À LA RECHERCHE DE NOUVELLES VALEURS

Enquête | publié le : 01.03.2003 | Anne Fairise, Frédéric Rey

Pas de fusion sans charte des valeurs pour susciter l'adhésion à la nouvelle entité. Mais ce n'est qu'un préalable, car les cultures d'origine sont tenaces. Si penser que l'intégration se fera d'elle-même est illusoire, minimiser les différences est imprudent.

« Toute tribu a besoin d'un totem qui la fédère. » Dès l'annonce, en novembre 2002, du rachat de KPMG Consulting France, la direction de Syntegra a arrêté la date à laquelle elle dévoilerait le sien : la SSII a donné rendez-vous fin janvier aux 650 salariés pour célébrer leur entrée dans le top 10 du conseil français et, surtout, présenter le projet de l'entreprise, l'architecture du futur ensemble et… les valeurs le caractérisant. Mais pas question « de se contenter des seuls transparents » pour les expliquer. Syntegra y a ajouté un concert très particulier. Sur la scène du cirque d'Hiver, cinq musiciens, pour autant de valeurs. Derrière l'alto ? entendre « l'excellence et le professionnalisme ». Le violon ? « l'entrepreneuriat ». La harpe ? « le plaisir »… « Un instrument peut en étouffer un autre ou le mettre en valeur. L'intérêt, c'est d'interpréter ensemble la partition », résume Valérie Mellul, la DRH. Cette métaphore musicale, les ingénieurs informatiques de Syntegra et les consultants de KPMG l'ont emportée avec eux, sous la forme d'un CD, Concerto de talents. Un morceau devenu, depuis, musique d'attente sur les standards téléphoniques des deux sociétés, qui se retrouveront, au printemps, sous un même toit à la Défense.

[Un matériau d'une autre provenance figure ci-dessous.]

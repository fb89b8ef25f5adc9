//! Time sources for deadlines.

use tokio::time::Instant;

/// Supplies the engine's notion of "now" in epoch milliseconds.
pub trait Clock: Send + Sync {
	fn now_ms(&self) -> u64;
}

/// Wall-clock time.
#[derive(Debug, Clone, Copy, Default)]
pub struct SystemClock;

impl Clock for SystemClock {
	fn now_ms(&self) -> u64 {
		chrono::Utc::now().timestamp_millis().max(0) as u64
	}
}

/// Monotonic clock anchored to an epoch reading.
///
/// Backed by `tokio::time::Instant`, so it follows paused and advanced
/// time in tests and agrees exactly with the timers the engine sleeps on.
/// Share one instance between engines that must agree on time.
#[derive(Debug, Clone, Copy)]
pub struct TokioClock {
	anchor: Instant,
	epoch_ms: u64,
}

impl TokioClock {
	pub fn new() -> Self {
		Self::starting_at(SystemClock.now_ms())
	}

	pub fn starting_at(epoch_ms: u64) -> Self {
		Self {
			anchor: Instant::now(),
			epoch_ms,
		}
	}
}

impl Default for TokioClock {
	fn default() -> Self {
		Self::new()
	}
}

impl Clock for TokioClock {
	fn now_ms(&self) -> u64 {
		self.epoch_ms + self.anchor.elapsed().as_millis() as u64
	}
}

#[cfg(test)]
mod tests {
	use super::*;
	use std::time::Duration;

	#[tokio::test(start_paused = true)]
	async fn test_tokio_clock_follows_paused_time() {
		let clock = TokioClock::starting_at(1_000);
		assert_eq!(clock.now_ms(), 1_000);

		tokio::time::advance(Duration::from_millis(250)).await;
		assert_eq!(clock.now_ms(), 1_250);
	}

	#[test]
	fn test_system_clock_is_after_2020() {
		assert!(SystemClock.now_ms() > 1_577_836_800_000);
	}
}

Anecdotique ? Loin de là. Pas une fusion d'entreprises ni une acquisition qui ne soient célébrées sans que la nouvelle direction n'enjoigne au top management de plancher rapidement sur une charte de valeurs partagées, nouvel étendard culturel. En 1999, la BNP et Paribas fusionnent pour créer une seule entité, propulsée deuxième banque de la zone euro avec 85 000 salariés répartis dans 87 pays. En 2000, Michel Pébereau, P-DG et artisan du rapprochement, envoie à Rome 80 cadres dirigeants, responsables de pôles ou de métiers, réfléchir aux valeurs cimentant le mariage entre la banque de détail récemment privatisée, au fonctionnement encore administratif, et sa consœur du monde des affaires. Une occasion unique, rappelle la DRH, pour « se débarrasser de l'image d'institution financière un peu poussiéreuse » et inscrire dans le marbre le tournant vers « un groupe de service bancaire, assis sur une culture du résultat ». « Engagement, ambition, créativité, réactivité » : voilà les nouvelles « Tables de la Loi » ciselées à Rome pour les incarner. « Ces valeurs correspondent à ce que nous sommes et à ce vers quoi nous voulons tendre », souligne Antoine Sire, directeur de la communication, chargé à l'époque de relayer le message vers des services s'ignorant encore passablement.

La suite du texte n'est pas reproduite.